What you need to do:
Whenever a line of the listing contains the string "crossterm", return that line.

Materials provided:
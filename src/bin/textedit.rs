//! A tiny raw-mode text editor, spawned by the shell's `textedit` builtin.
//!
//! The editor keeps the whole file as a vector of lines, redraws the text
//! area after every keystroke, and only touches the file on an explicit
//! save. Quitting returns control (and the terminal) to the shell.

use anyhow::{Context, Result};
use crossterm::cursor::MoveTo;
use crossterm::event::{self, Event, KeyCode, KeyEventKind, KeyModifiers};
use crossterm::style::{Attribute, Color, Print, ResetColor, SetAttribute, SetForegroundColor};
use crossterm::terminal::{
    Clear, ClearType, EnterAlternateScreen, LeaveAlternateScreen, disable_raw_mode,
    enable_raw_mode,
};
use crossterm::{execute, queue};
use std::fs;
use std::io::{self, Write};

/// Upper bound on the number of lines held in the buffer.
const MAX_LINES: usize = 1024;

/// Upper bound on the length of a single line, in characters.
const MAX_LINE_LEN: usize = 256;

/// Rows taken by the header; the text area starts below it.
const HEADER_ROWS: u16 = 4;

const COLORS: [Color; 7] = [
    Color::DarkRed,
    Color::DarkGreen,
    Color::DarkYellow,
    Color::DarkBlue,
    Color::DarkMagenta,
    Color::DarkCyan,
    Color::White,
];

#[derive(Clone, Copy, PartialEq, Eq)]
enum TextStyle {
    Normal,
    Bold,
    Dim,
}

impl TextStyle {
    fn next(self) -> Self {
        match self {
            TextStyle::Normal => TextStyle::Bold,
            TextStyle::Bold => TextStyle::Dim,
            TextStyle::Dim => TextStyle::Normal,
        }
    }

    fn attribute(self) -> Attribute {
        match self {
            TextStyle::Normal => Attribute::Reset,
            TextStyle::Bold => Attribute::Bold,
            TextStyle::Dim => Attribute::Dim,
        }
    }
}

struct Editor {
    filename: String,
    lines: Vec<String>,
    cur_line: usize,
    cur_col: usize,
    style: TextStyle,
    color_idx: usize,
    status: Option<String>,
}

impl Editor {
    /// Load `filename` into the buffer, or start with one empty line when
    /// the file does not exist yet.
    fn open(filename: String) -> Result<Self> {
        let lines = match fs::read_to_string(&filename) {
            Ok(text) => {
                let mut lines: Vec<String> = text.lines().map(str::to_string).collect();
                if lines.is_empty() {
                    lines.push(String::new());
                }
                lines.truncate(MAX_LINES);
                lines
            }
            Err(e) if e.kind() == io::ErrorKind::NotFound => vec![String::new()],
            Err(e) => return Err(e).with_context(|| format!("could not open '{}'", filename)),
        };

        Ok(Self {
            filename,
            lines,
            cur_line: 0,
            cur_col: 0,
            style: TextStyle::Normal,
            color_idx: COLORS.len() - 1,
            status: None,
        })
    }

    fn save(&mut self) {
        let mut text = self.lines.join("\n");
        text.push('\n');
        self.status = match fs::write(&self.filename, text) {
            Ok(()) => Some("[saved]".to_string()),
            Err(e) => Some(format!("save failed: {}", e)),
        };
    }

    fn current_line_len(&self) -> usize {
        self.lines[self.cur_line].len()
    }

    fn move_up(&mut self) {
        if self.cur_line > 0 {
            self.cur_line -= 1;
            self.cur_col = self.cur_col.min(self.current_line_len());
        }
    }

    fn move_down(&mut self) {
        if self.cur_line + 1 < self.lines.len() {
            self.cur_line += 1;
            self.cur_col = self.cur_col.min(self.current_line_len());
        }
    }

    fn move_left(&mut self) {
        self.cur_col = self.cur_col.saturating_sub(1);
    }

    fn move_right(&mut self) {
        if self.cur_col < self.current_line_len() {
            self.cur_col += 1;
        }
    }

    /// Insert a printable character at the cursor.
    fn insert(&mut self, c: char) {
        if !c.is_ascii() || c.is_ascii_control() {
            return;
        }
        if self.current_line_len() >= MAX_LINE_LEN {
            return;
        }
        let col = self.cur_col.min(self.current_line_len());
        self.lines[self.cur_line].insert(col, c);
        self.cur_col = col + 1;
    }

    /// Split the current line at the cursor.
    fn newline(&mut self) {
        if self.lines.len() >= MAX_LINES {
            return;
        }
        let col = self.cur_col.min(self.current_line_len());
        let rest = self.lines[self.cur_line].split_off(col);
        self.lines.insert(self.cur_line + 1, rest);
        self.cur_line += 1;
        self.cur_col = 0;
    }

    /// Delete the character before the cursor, merging with the previous
    /// line at column zero.
    fn backspace(&mut self) {
        if self.cur_col > 0 {
            self.cur_col -= 1;
            self.lines[self.cur_line].remove(self.cur_col);
        } else if self.cur_line > 0 {
            let prev_len = self.lines[self.cur_line - 1].len();
            if prev_len + self.current_line_len() >= MAX_LINE_LEN {
                return;
            }
            let removed = self.lines.remove(self.cur_line);
            self.cur_line -= 1;
            self.lines[self.cur_line].push_str(&removed);
            self.cur_col = prev_len;
        }
    }

    fn draw(&self, out: &mut impl Write) -> Result<()> {
        queue!(out, MoveTo(0, 0), Clear(ClearType::All))?;
        queue!(
            out,
            SetForegroundColor(Color::Blue),
            Print("--- krill text editor ---\r\n"),
            SetForegroundColor(Color::Yellow),
            Print("(Ctrl+S save, Ctrl+Q quit, Ctrl+F style, Ctrl+R color)\r\n"),
            SetForegroundColor(Color::Cyan),
            Print("(arrows move, Enter new line, Backspace delete)\r\n"),
            ResetColor,
            Print("\r\n"),
        )?;

        queue!(
            out,
            SetAttribute(self.style.attribute()),
            SetForegroundColor(COLORS[self.color_idx]),
        )?;
        for line in &self.lines {
            queue!(out, Print(line), Print("\r\n"))?;
        }
        queue!(out, SetAttribute(Attribute::Reset), ResetColor)?;

        if let Some(status) = &self.status {
            queue!(out, Print(status), Print("\r\n"))?;
        }

        queue!(
            out,
            MoveTo(self.cur_col as u16, self.cur_line as u16 + HEADER_ROWS)
        )?;
        out.flush()?;
        Ok(())
    }

    /// Handle one key press. Returns false when the editor should quit.
    fn handle_key(&mut self, code: KeyCode, modifiers: KeyModifiers) -> bool {
        self.status = None;
        if modifiers.contains(KeyModifiers::CONTROL) {
            match code {
                KeyCode::Char('q') | KeyCode::Char('c') => return false,
                KeyCode::Char('s') => self.save(),
                KeyCode::Char('f') => self.style = self.style.next(),
                KeyCode::Char('r') => self.color_idx = (self.color_idx + 1) % COLORS.len(),
                _ => {}
            }
            return true;
        }
        match code {
            KeyCode::Up => self.move_up(),
            KeyCode::Down => self.move_down(),
            KeyCode::Left => self.move_left(),
            KeyCode::Right => self.move_right(),
            KeyCode::Enter => self.newline(),
            KeyCode::Backspace => self.backspace(),
            KeyCode::Char(c) => self.insert(c),
            _ => {}
        }
        true
    }
}

/// Restores the terminal even when the edit session errors out.
struct TerminalSession;

impl TerminalSession {
    fn enter() -> Result<Self> {
        enable_raw_mode().context("could not enable raw mode")?;
        execute!(io::stdout(), EnterAlternateScreen)?;
        Ok(Self)
    }
}

impl Drop for TerminalSession {
    fn drop(&mut self) {
        let _ = execute!(io::stdout(), LeaveAlternateScreen);
        let _ = disable_raw_mode();
    }
}

fn run(filename: String) -> Result<()> {
    let mut editor = Editor::open(filename)?;

    let _session = TerminalSession::enter()?;
    let mut out = io::stdout();
    editor.draw(&mut out)?;

    loop {
        if let Event::Key(key) = event::read().context("could not read key event")? {
            if key.kind != KeyEventKind::Press {
                continue;
            }
            if !editor.handle_key(key.code, key.modifiers) {
                break;
            }
            editor.draw(&mut out)?;
        }
    }
    Ok(())
}

fn main() {
    let Some(filename) = std::env::args().nth(1) else {
        eprintln!("Usage: textedit <filename>");
        std::process::exit(1);
    };

    match run(filename) {
        Ok(()) => println!("Exited editor."),
        Err(e) => {
            eprintln!("textedit: {:#}", e);
            std::process::exit(1);
        }
    }
}
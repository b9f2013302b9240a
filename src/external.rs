use crate::env::Environment;
use anyhow::{Context, Result, anyhow};
use log::debug;
use std::borrow::Cow;
use std::ffi::OsStr;
use std::path::Path;
use std::process::{Child, Command, ExitStatus};

/// The token that, when it is the last one on a line, requests background
/// execution.
pub const BACKGROUND_MARKER: &str = "&";

/// An external program invocation: everything the parser did not recognize
/// as a built-in.
#[derive(Debug, PartialEq, Eq)]
pub struct ExternalJob {
    /// Command name followed by its arguments.
    pub argv: Vec<String>,
}

impl ExternalJob {
    pub fn new(argv: Vec<String>) -> Self {
        Self { argv }
    }

    /// Remove a trailing background marker from the argument vector.
    ///
    /// Returns true when the marker was present; the job is then meant to
    /// run in the background. A marker anywhere else is an ordinary
    /// argument and is left alone.
    pub fn take_background_marker(&mut self) -> bool {
        if self.argv.last().map(String::as_str) == Some(BACKGROUND_MARKER) {
            self.argv.pop();
            true
        } else {
            false
        }
    }

    /// Spawn the job as a child process, resolving the command through the
    /// environment's search path.
    ///
    /// A failure here happens in the shell's own process — the child either
    /// comes into existence running the requested program or not at all, so
    /// it can never fall back into shell logic.
    pub fn spawn(&self, env: &Environment) -> Result<Child> {
        let name = self
            .argv
            .first()
            .ok_or_else(|| anyhow!("missing command name"))?;
        let path = find_command_path(&env.search_path(), Path::new(name))
            .ok_or_else(|| anyhow!("{}: command not found", name))?;

        debug!("spawning {:?} as {}", self.argv, path.display());
        Command::new(path.as_ref())
            .args(&self.argv[1..])
            .current_dir(&env.current_dir)
            .spawn()
            .with_context(|| format!("failed to start '{}'", name))
    }
}

/// Block until this exact child terminates.
///
/// Foreground jobs are awaited here directly; they never pass through the
/// reaper, so a background child's completion can never be mistaken for a
/// foreground one or vice versa.
pub fn wait_foreground(mut child: Child) -> Result<ExitStatus> {
    let status = child.wait().context("wait for foreground child failed")?;
    debug!("foreground pid {} finished: {}", child.id(), status);
    Ok(status)
}

/// Resolve a command path the way a typical shell would.
///
/// - An absolute path, or any path with more than one component
///   (`bin/sh`, `./foo`), resolves to itself if it exists.
/// - A single bare component is searched for in each directory of
///   `search_paths`, first match wins.
/// - An empty path resolves to nothing.
pub fn find_command_path<'a>(search_paths: &OsStr, path: &'a Path) -> Option<Cow<'a, Path>> {
    if path.as_os_str().is_empty() {
        return None;
    }

    if path.is_absolute() || path.components().count() > 1 {
        return path.exists().then_some(Cow::Borrowed(path));
    }

    std::env::split_paths(search_paths)
        .map(|dir| dir.join(path))
        .find(|candidate| candidate.exists())
        .map(Cow::Owned)
}

#[cfg(test)]
mod tests {
    use super::*;
    use std::fs::{self, File};

    fn osstr(s: &str) -> &OsStr {
        OsStr::new(s)
    }

    #[test]
    fn background_marker_is_stripped_from_the_tail() {
        let mut job = ExternalJob::new(vec!["sleep".into(), "5".into(), "&".into()]);
        assert!(job.take_background_marker());
        assert_eq!(job.argv, vec!["sleep".to_string(), "5".to_string()]);
    }

    #[test]
    fn marker_elsewhere_is_an_ordinary_argument() {
        let mut job = ExternalJob::new(vec!["echo".into(), "&".into(), "x".into()]);
        assert!(!job.take_background_marker());
        assert_eq!(job.argv.len(), 3);
    }

    #[test]
    fn lone_marker_leaves_an_empty_job() {
        let _lock = crate::testutil::lock_current_dir();
        let mut job = ExternalJob::new(vec!["&".into()]);
        assert!(job.take_background_marker());
        assert!(job.argv.is_empty());
        assert!(job.spawn(&Environment::new()).is_err());
    }

    #[test]
    fn absolute_existing_path_resolves() {
        let path = Path::new("/bin/sh");
        let found = find_command_path(osstr("/bin"), path).expect("find /bin/sh");
        assert_eq!(found.as_ref(), path);
    }

    #[test]
    fn absolute_missing_path_does_not_resolve() {
        assert!(find_command_path(osstr("/bin"), Path::new("/bin/nonexisting")).is_none());
    }

    #[test]
    fn bare_component_is_searched_in_path() {
        let found = find_command_path(osstr("/bin"), Path::new("sh")).expect("find sh in /bin");
        assert!(found.as_ref().starts_with("/bin"));
        assert!(found.as_ref().ends_with("sh"));

        assert!(find_command_path(osstr("/bin"), Path::new("no_such_cmd_krill")).is_none());
    }

    #[test]
    fn full_path_resolves_against_the_filesystem() {
        let base = std::env::temp_dir().join(format!("external_tests_{}", std::process::id()));
        let _ = fs::remove_dir_all(&base);
        fs::create_dir_all(base.join("bin")).unwrap();
        File::create(base.join("bin").join("tool")).unwrap();

        let target = base.join("bin").join("tool");
        let found = find_command_path(osstr("/does/not/matter"), &target).expect("find by path");
        assert_eq!(found.as_ref(), target);

        let _ = fs::remove_dir_all(base);
    }

    #[test]
    fn empty_path_does_not_resolve() {
        assert!(find_command_path(osstr("/bin"), Path::new("")).is_none());
    }

    #[test]
    fn spawn_reports_unknown_commands_without_creating_a_job() {
        let _lock = crate::testutil::lock_current_dir();
        let job = ExternalJob::new(vec!["definitely_not_a_command_krill".into()]);
        let err = job.spawn(&Environment::new()).unwrap_err();
        assert!(err.to_string().contains("command not found"));
    }

    #[test]
    fn foreground_wait_returns_that_childs_status() {
        let _lock = crate::testutil::lock_current_dir();
        let job = ExternalJob::new(vec!["sh".into(), "-c".into(), "exit 7".into()]);
        let child = job.spawn(&Environment::new()).expect("spawn sh");
        let status = wait_foreground(child).expect("wait");
        assert_eq!(status.code(), Some(7));
    }
}
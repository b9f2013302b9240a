//! Collection and reporting of terminated background children.
//!
//! The classic implementation of this component is a `SIGCHLD` handler
//! looping over `waitpid(-1, WNOHANG)`. Here each background child is
//! instead owned by a dedicated monitor thread that blocks in `wait()` and
//! forwards the result over a channel; the shell loop drains the channel
//! without blocking. Ownership makes the tricky invariant structural: a
//! monitor thread can only ever reap its own child, so a foreground wait
//! can never lose its status to the reaper, and every background
//! termination is observed exactly once.

use log::{debug, warn};
use std::fmt;
use std::io::{self, Write};
use std::process::{Child, ExitStatus};
use std::sync::mpsc::{Receiver, Sender, TryRecvError, channel};
use std::thread;

/// How a reaped child ended.
#[derive(Debug, Clone, Copy, PartialEq, Eq)]
pub enum JobOutcome {
    /// The child exited on its own with this status code.
    Exited(i32),
    /// The child was terminated by this signal.
    Signaled(i32),
}

impl JobOutcome {
    /// Collapse the outcome into a single shell-style status code, mapping
    /// signal deaths to `128 + signal` the way POSIX shells do.
    pub fn shell_code(self) -> i32 {
        match self {
            JobOutcome::Exited(code) => code,
            JobOutcome::Signaled(signal) => 128 + signal,
        }
    }
}

impl From<ExitStatus> for JobOutcome {
    fn from(status: ExitStatus) -> Self {
        #[cfg(unix)]
        {
            use std::os::unix::process::ExitStatusExt;
            if let Some(signal) = status.signal() {
                return JobOutcome::Signaled(signal);
            }
        }
        JobOutcome::Exited(status.code().unwrap_or(-1))
    }
}

/// Termination report for one background child.
#[derive(Debug, Clone, Copy, PartialEq, Eq)]
pub struct JobEvent {
    pub pid: u32,
    pub outcome: JobOutcome,
}

impl fmt::Display for JobEvent {
    fn fmt(&self, f: &mut fmt::Formatter<'_>) -> fmt::Result {
        match self.outcome {
            JobOutcome::Exited(code) => {
                write!(f, "[done] pid {} exited with status {}", self.pid, code)
            }
            JobOutcome::Signaled(signal) => {
                write!(f, "[done] pid {} killed by signal {}", self.pid, signal)
            }
        }
    }
}

/// Collects termination events from background children.
pub struct Reaper {
    tx: Sender<JobEvent>,
    rx: Receiver<JobEvent>,
}

impl Reaper {
    pub fn new() -> Self {
        let (tx, rx) = channel();
        Self { tx, rx }
    }

    /// Take ownership of a background child and report its termination.
    ///
    /// Returns immediately; a monitor thread blocks in `wait()` on the
    /// caller's behalf.
    pub fn watch(&self, mut child: Child) {
        let pid = child.id();
        let tx = self.tx.clone();
        thread::spawn(move || match child.wait() {
            Ok(status) => {
                debug!("background pid {} finished: {}", pid, status);
                let _ = tx.send(JobEvent {
                    pid,
                    outcome: status.into(),
                });
            }
            Err(e) => warn!("could not wait for background pid {}: {}", pid, e),
        });
    }

    /// Collect every termination observed so far. Never blocks.
    pub fn drain(&self) -> Vec<JobEvent> {
        let mut events = Vec::new();
        loop {
            match self.rx.try_recv() {
                Ok(event) => events.push(event),
                Err(TryRecvError::Empty) | Err(TryRecvError::Disconnected) => break,
            }
        }
        events
    }

    /// Drain and write one report line per terminated child.
    pub fn report(&self, out: &mut dyn Write) -> io::Result<()> {
        for event in self.drain() {
            writeln!(out, "{}", event)?;
        }
        out.flush()
    }
}

impl Default for Reaper {
    fn default() -> Self {
        Self::new()
    }
}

Task solution:
use crossterm::cursor::MoveTo;
use crossterm::event::{self, Event, KeyCode, KeyEventKind, KeyModifiers};
use crossterm::style::{Attribute, Color, Print, ResetColor, SetAttribute, SetForegroundColor};
use crossterm::terminal::{
use crossterm::{execute, queue};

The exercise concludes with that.